Note: the Red compiler also contains a temporary lexer implementation with limited capabilities compared to the runtime version. That lexer will be dropped once Red gets self-hosted.
Syntax
transcode <input> <input> : series to load (binary! string!). Returns : a single value or a block of values.
Description
Converts an UTF-8 encoded input binary series into a Red value according to Red syntactic rules. Non-conformity with such rules will result in throwing an error. When a string series is provided, it will be internally first converted to a UTF-8 binary series before processing.
Syntax
scan <input> scan/fast <input> <input> : series to scan (binary! string!). Returns : recognized type (datatype!).
Description
Scans a string or binary buffer according to Red syntactic rules, stops after the first value is recognized and returns its datatype. No value is loaded, so no extra memory is allocated. If the scanned input is invalid, the error!
type is returned, no exception occurs.
The /fast
refinement trades speed for accuracy. The scanning will return the most likely type (not doing any deep validation) using only the fast internal prescanning engine. Very little error checking is done in such case. Cases where the guessed type can differ from the real type are shown in the following table:
Guessed type | Real type |
---|---|
integer! |
integer! |
word! |
word! |
refinement! |
refinement! |
(1) Mostly because of integer! to float! promotion rules for out of range integers.
(2) The possible words type are caused by single or multiple slash character sequences (ex: '/, /:, ://,…).
Note:
-
When a string series is provided, it will be internally first converted to a UTF-8 binary series before processing.
-
Scanning is much faster than loading and does not allocate any extra memory.
-
Scanning is slower than prescanning, as it requires extra processing to do deep validation.
Syntax
load/next <input> <var> <input> : series to load (binary! string!). <var> : word to be set to the input after the first value (word!). Returns : the first loaded value.
Description
Loads and returns the first Red value from an input text. The argument word is set to the remaining part of the input text after the loaded value.
Syntax
transcode/next <input> <input> : series to load (binary! string!). Returns : a block with first loaded value and rest of the input.
Description
Loads the first Red value from an input text. It returns a block containing:
-
the first loaded value from input (any-type!).
-
the remaining part of the input after the loaded value (binary! string!).
Syntax
scan/next <input> <input> : series to load (binary! string!). Returns : a block with the type of the first value and rest of the input.
Description
Scans the first Red value from an input text. It returns a block containing:
-
the datatype of the first value from input (datatype!).
-
the remaining part of the input after the scanned value (binary! string!).

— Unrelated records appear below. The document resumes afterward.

//! Dashboard data: model types, resource sources and the loader.

pub mod error;
pub mod fallback;
pub mod loader;
pub mod source;
pub mod types;

pub use error::{LoadError, LoadResult};
pub use fallback::{fallback_snapshot, DEFAULT_OVERALL_SENTIMENT};
pub use loader::{DataLoader, LoadOutcome, ResourcePaths};
pub use source::ResourceSource;
#[cfg(not(target_arch = "wasm32"))]
pub use source::{FsSource, HttpSource};
pub use types::{
    Asset, CorrelationData, MarketOverview, PriceFeed, Selection, SentimentFeed,
    SentimentSnapshot, Snapshot, SnapshotOrigin,
};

The tokenization process is split in stages, triggering events where a user-provided callback function can be invoked. The different stages are:
+-> ERROR / +-> CLOSE container(*) / +-> OPEN container(*) / -> PRESCAN token -> SCAN token -> LOAD value \ \ \ +-> ERROR +-> ERROR +-> ERROR
So the lexer events are: prescan
, scan
, load
, open
, close
, error
.
(*) Those events are only emitted for the following datatypes:
-
(value containers) block!, paren!, map!, any-path!
-
strings using curly brackets (useful to record line numbers of a multiline string beginning/ending)
Syntax
transcode/trace <input> <callback> <input> : series to load (binary! string!). <callback> : a callback function to process lexer events (function!). Returns : a single value or a block of values.
Description
Converts an UTF-8 encoded input binary series into a Red value according to Red syntactic rules, calling a user-provided callback function for each lexer events.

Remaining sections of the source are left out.